## Prompt
Please copy each line below that contains the string "cached".

========================================

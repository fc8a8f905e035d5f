//! # Responder
//!
//! Holder side of a tap. The platform delivers command frames one at a time
//! and sends back whatever [`Responder::process_command`] returns.
//!
//! ```text
//!            SELECT (active ticket found)
//!   ┌──────┐ ──────────────────────────► ┌───────┐ ─┐ GET_TICKET_META
//!   │ Idle │                             │ Ready │  │ CHALLENGE (repeatable)
//!   └──────┘ ◄────────────────────────── └───────┘ ◄┘
//!       deactivation, or SELECT with no active ticket
//! ```
//!
//! Every SELECT starts a new [`TapSession`]; nothing carries over from the
//! previous one. Anything unexpected is answered with `6F 00` and never
//! panics.

use num_bigint::BigUint;
use tracing::{debug, info, warn};
use uuid::Uuid;

use super::error::SessionError;
use crate::config::CHALLENGE_LENGTH;
use crate::crypto::derivation::short_hex;
use crate::crypto::{reduce_challenge, sign, GroupParameters};
use crate::storage::TicketRepository;
use crate::ticket::Ticket;
use crate::wire::{decode_challenge, encode_signature, failure, success, Command, TicketMeta};

/// Why the link went away.
#[derive(Clone, Copy, Debug, PartialEq, Eq)]
pub enum DeactivationReason {
    /// The field dropped (devices moved apart).
    LinkLoss,
    /// The reader selected another application.
    Deselected,
}

/// Observable responder state.
#[derive(Clone, Debug, PartialEq, Eq)]
pub enum ResponderState {
    /// No session. Only SELECT is answered.
    Idle,
    /// A session is open for `ticket_id`.
    Ready {
        /// Ticket cached at SELECT time.
        ticket_id: String,
    },
}

/// One tap, from SELECT to deactivation.
#[derive(Debug)]
pub struct TapSession {
    id: Uuid,
    ticket: Ticket,
    challenges_answered: u32,
}

impl TapSession {
    fn new(ticket: Ticket) -> Self {
        Self {
            id: Uuid::new_v4(),
            ticket,
            challenges_answered: 0,
        }
    }

    /// Session identifier, for log correlation.
    pub fn id(&self) -> Uuid {
        self.id
    }

    /// Ticket cached for this session.
    pub fn ticket(&self) -> &Ticket {
        &self.ticket
    }

    /// Challenges signed so far.
    pub fn challenges_answered(&self) -> u32 {
        self.challenges_answered
    }
}

/// Holder-side state machine.
pub struct Responder<R: TicketRepository> {
    repository: R,
    params: GroupParameters,
    session: Option<TapSession>,
}

impl<R: TicketRepository> Responder<R> {
    /// Responder over the production group.
    pub fn new(repository: R) -> Self {
        Self::with_params(repository, GroupParameters::rfc3526().clone())
    }

    /// Responder over an explicit group.
    pub fn with_params(repository: R, params: GroupParameters) -> Self {
        Self {
            repository,
            params,
            session: None,
        }
    }

    /// Current state.
    pub fn state(&self) -> ResponderState {
        match &self.session {
            None => ResponderState::Idle,
            Some(session) => ResponderState::Ready {
                ticket_id: session.ticket.ticket_id.clone(),
            },
        }
    }

    /// The open session, if any.
    pub fn session(&self) -> Option<&TapSession> {
        self.session.as_ref()
    }

    /// The underlying repository.
    pub fn repository(&self) -> &R {
        &self.repository
    }

    /// Answer one command frame. Always returns a response frame.
    pub fn process_command(&mut self, apdu: &[u8]) -> Vec<u8> {
        let command = match Command::decode(apdu) {
            Ok(command) => command,
            Err(e) => {
                debug!(error = %e, len = apdu.len(), "rejecting malformed command");
                return failure();
            }
        };

        let result = match &command {
            Command::Select { .. } => self.select(&command),
            Command::GetTicketMeta => self.ticket_meta(),
            Command::Challenge(payload) => self.answer_challenge(payload),
        };

        result.unwrap_or_else(|e| {
            debug!(command = command.name(), error = %e, "command refused");
            failure()
        })
    }

    /// The link is gone. Drop the session.
    pub fn on_deactivated(&mut self, reason: DeactivationReason) {
        if let Some(session) = self.session.take() {
            debug!(
                session = %session.id,
                ?reason,
                challenges = session.challenges_answered,
                "tap session closed"
            );
        }
    }

    fn select(&mut self, command: &Command) -> Result<Vec<u8>, SessionError> {
        if !command.selects_us() {
            return Err(SessionError::ProtocolError(
                "SELECT for another application".to_string(),
            ));
        }

        // A new SELECT replaces the old session even if it then fails.
        self.session = None;
        let ticket = match self.repository.get_by_exclusive_flag() {
            Ok(Some(ticket)) => ticket,
            Ok(None) => {
                warn!("SELECT with no active ticket");
                return Err(SessionError::ProtocolError("no active ticket".to_string()));
            }
            Err(e) => {
                warn!(error = %e, "repository failed during SELECT");
                return Err(e.into());
            }
        };

        let session = TapSession::new(ticket);
        info!(
            session = %session.id,
            ticket_id = %session.ticket.ticket_id,
            "tap session opened"
        );
        self.session = Some(session);
        Ok(success())
    }

    fn ticket_meta(&self) -> Result<Vec<u8>, SessionError> {
        let session = self.require_session()?;
        let meta = TicketMeta {
            ticket_id: session.ticket.ticket_id.clone(),
            public_key: session.ticket.public_key.clone(),
        };
        Ok(meta.encode()?)
    }

    fn answer_challenge(
        &mut self,
        payload: &[u8; CHALLENGE_LENGTH],
    ) -> Result<Vec<u8>, SessionError> {
        let params = &self.params;
        let session = self
            .session
            .as_mut()
            .ok_or_else(|| SessionError::ProtocolError("no session".to_string()))?;

        let challenge: BigUint = reduce_challenge(params, &decode_challenge(payload));
        let signature = sign(params, &session.ticket.acc, &challenge);
        session.challenges_answered += 1;
        debug!(
            session = %session.id,
            challenge = %short_hex(&challenge),
            "challenge signed"
        );
        Ok(encode_signature(&signature)?)
    }

    fn require_session(&self) -> Result<&TapSession, SessionError> {
        self.session
            .as_ref()
            .ok_or_else(|| SessionError::ProtocolError("no session".to_string()))
    }
}

#[cfg(test)]
mod tests {
    use super::*;
    use crate::crypto::{compute_public_key, verify_signature, SoftwareSigningCapability};
    use crate::storage::{MemoryRepository, StorageError, StorageResult};
    use crate::wire::{decode_signature, is_success};

    fn toy() -> GroupParameters {
        GroupParameters::new(23u32.into(), 4u32.into(), 11u32.into()).unwrap()
    }

    fn toy_ticket(id: &str, acc: u32) -> Ticket {
        let params = toy();
        let acc = BigUint::from(acc);
        let public_key = compute_public_key(&params, &acc);
        Ticket {
            ticket_id: id.to_string(),
            nonce: [0u8; 32],
            acc,
            public_keys: vec![public_key.clone()],
            public_key,
            timestamp: 1,
            added_to_wallet: true,
            nfc_enabled: false,
        }
    }

    fn responder_with(tickets: &[Ticket], active: Option<&str>) -> Responder<MemoryRepository> {
        let repo = MemoryRepository::new();
        for ticket in tickets {
            repo.save(ticket).unwrap();
        }
        if let Some(id) = active {
            repo.set_exclusive_flag(id, true).unwrap();
        }
        Responder::with_params(repo, toy())
    }

    fn challenge_apdu(c: u32) -> Vec<u8> {
        Command::challenge(&BigUint::from(c)).unwrap().encode()
    }

    #[test]
    fn idle_refuses_data_commands() {
        let mut responder = responder_with(&[toy_ticket("a", 7)], Some("a"));
        assert_eq!(
            responder.process_command(&Command::GetTicketMeta.encode()),
            failure()
        );
        assert_eq!(responder.process_command(&challenge_apdu(3)), failure());
        assert_eq!(responder.state(), ResponderState::Idle);
    }

    #[test]
    fn select_without_active_ticket_fails() {
        let mut responder = responder_with(&[toy_ticket("a", 7)], None);
        assert!(!is_success(&responder.process_command(&Command::select().encode())));
        assert_eq!(responder.state(), ResponderState::Idle);
    }

    #[test]
    fn full_exchange_verifies() {
        let params = toy();
        let mut responder = responder_with(&[toy_ticket("a", 7)], Some("a"));

        assert_eq!(responder.process_command(&Command::select().encode()), success());
        assert_eq!(
            responder.state(),
            ResponderState::Ready {
                ticket_id: "a".to_string()
            }
        );

        let meta = TicketMeta::decode(&responder.process_command(&Command::GetTicketMeta.encode()))
            .unwrap();
        assert_eq!(meta.ticket_id, "a");
        assert_eq!(meta.public_key, BigUint::from(8u32));

        // Repeated challenges in one session.
        for c in [3u32, 5, 10] {
            let sig = decode_signature(&responder.process_command(&challenge_apdu(c))).unwrap();
            assert!(verify_signature(&params, &meta.public_key, &BigUint::from(c), &sig));
        }
        assert_eq!(responder.session().unwrap().challenges_answered(), 3);
    }

    #[test]
    fn challenge_is_reduced_before_signing() {
        let params = toy();
        let mut responder = responder_with(&[toy_ticket("a", 7)], Some("a"));
        responder.process_command(&Command::select().encode());

        // 25 mod 11 = 3.
        let sig = decode_signature(&responder.process_command(&challenge_apdu(25))).unwrap();
        assert!(verify_signature(&params, &BigUint::from(8u32), &BigUint::from(3u32), &sig));
    }

    #[test]
    fn session_resets_between_taps() {
        let mut responder = responder_with(&[toy_ticket("a", 7), toy_ticket("b", 2)], Some("a"));

        responder.process_command(&Command::select().encode());
        let first = responder.session().unwrap().id();
        responder.on_deactivated(DeactivationReason::LinkLoss);
        assert_eq!(responder.state(), ResponderState::Idle);
        assert!(!is_success(&responder.process_command(&challenge_apdu(3))));

        // The holder switches tickets between taps.
        responder.repository().set_exclusive_flag("b", true).unwrap();
        responder.process_command(&Command::select().encode());
        let session = responder.session().unwrap();
        assert_ne!(session.id(), first);
        assert_eq!(session.ticket().ticket_id, "b");
        assert_eq!(session.challenges_answered(), 0);
    }

    #[test]
    fn reselect_replaces_session() {
        let mut responder = responder_with(&[toy_ticket("a", 7)], Some("a"));
        responder.process_command(&Command::select().encode());
        let first = responder.session().unwrap().id();
        responder.process_command(&Command::select().encode());
        assert_ne!(responder.session().unwrap().id(), first);
    }

    #[test]
    fn reselect_switches_to_newly_active_ticket() {
        let mut responder = responder_with(&[toy_ticket("a", 7), toy_ticket("b", 2)], Some("a"));
        assert_eq!(responder.process_command(&Command::select().encode()), success());

        // No link loss in between: the reader simply selects again.
        responder.repository().set_exclusive_flag("b", true).unwrap();
        assert_eq!(responder.process_command(&Command::select().encode()), success());
        assert_eq!(
            responder.state(),
            ResponderState::Ready {
                ticket_id: "b".to_string()
            }
        );

        let meta = TicketMeta::decode(&responder.process_command(&Command::GetTicketMeta.encode()))
            .unwrap();
        assert_eq!(meta.ticket_id, "b");
        assert_eq!(meta.public_key, BigUint::from(16u32));
    }

    #[test]
    fn failed_reselect_drops_session() {
        let mut responder = responder_with(&[toy_ticket("a", 7)], Some("a"));
        responder.process_command(&Command::select().encode());
        responder.repository().set_exclusive_flag("a", false).unwrap();
        assert!(!is_success(&responder.process_command(&Command::select().encode())));
        assert_eq!(responder.state(), ResponderState::Idle);
    }

    #[test]
    fn foreign_select_leaves_state_alone() {
        let mut responder = responder_with(&[toy_ticket("a", 7)], Some("a"));
        responder.process_command(&Command::select().encode());
        let foreign = Command::Select {
            aid: vec![0xA0, 0x00, 0x00, 0x00, 0x03],
        };
        assert!(!is_success(&responder.process_command(&foreign.encode())));
        assert!(matches!(responder.state(), ResponderState::Ready { .. }));
    }

    #[test]
    fn malformed_frames_fail_without_state_change() {
        let mut responder = responder_with(&[toy_ticket("a", 7)], Some("a"));
        responder.process_command(&Command::select().encode());
        let frames: [&[u8]; 4] = [
            &[],
            &[0x00],
            &[0x00, 0xA2, 0x00, 0x00, 0x20, 0x01],
            &[0x00, 0xFF, 0x00, 0x00],
        ];
        for frame in frames {
            assert_eq!(responder.process_command(frame), failure());
        }
        assert!(matches!(responder.state(), ResponderState::Ready { .. }));
    }

    struct FailingRepository;

    impl TicketRepository for FailingRepository {
        fn get_all(&self) -> StorageResult<Vec<Ticket>> {
            Err(StorageError::Serialization("boom".to_string()))
        }
        fn get(&self, _: &str) -> StorageResult<Option<Ticket>> {
            Err(StorageError::Serialization("boom".to_string()))
        }
        fn save(&self, _: &Ticket) -> StorageResult<()> {
            Err(StorageError::Serialization("boom".to_string()))
        }
        fn update(
            &self,
            _: &str,
            _: &dyn Fn(&mut Ticket) -> bool,
        ) -> StorageResult<Option<Ticket>> {
            Err(StorageError::Serialization("boom".to_string()))
        }
        fn delete(&self, _: &str) -> StorageResult<()> {
            Err(StorageError::Serialization("boom".to_string()))
        }
        fn set_exclusive_flag(&self, _: &str, _: bool) -> StorageResult<()> {
            Err(StorageError::Serialization("boom".to_string()))
        }
        fn get_by_exclusive_flag(&self) -> StorageResult<Option<Ticket>> {
            Err(StorageError::Serialization("boom".to_string()))
        }
    }

    #[test]
    fn repository_failure_on_select_stays_idle() {
        let mut responder = Responder::with_params(FailingRepository, toy());
        assert!(!is_success(&responder.process_command(&Command::select().encode())));
        assert_eq!(responder.state(), ResponderState::Idle);
    }

    #[test]
    fn production_group_responder() {
        let device = SoftwareSigningCapability::generate();
        let repo = MemoryRepository::new();
        let ticket = Ticket::generate(&device, GroupParameters::rfc3526()).unwrap();
        repo.save(&ticket).unwrap();
        repo.set_exclusive_flag(&ticket.ticket_id, true).unwrap();

        let mut responder = Responder::new(repo);
        assert!(is_success(&responder.process_command(&Command::select().encode())));
        let meta = TicketMeta::decode(&responder.process_command(&Command::GetTicketMeta.encode()))
            .unwrap();
        assert_eq!(meta.public_key, ticket.public_key);
    }
}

========================================

## Answer below
        /// Ticket cached at SELECT time.
    /// Ticket cached for this session.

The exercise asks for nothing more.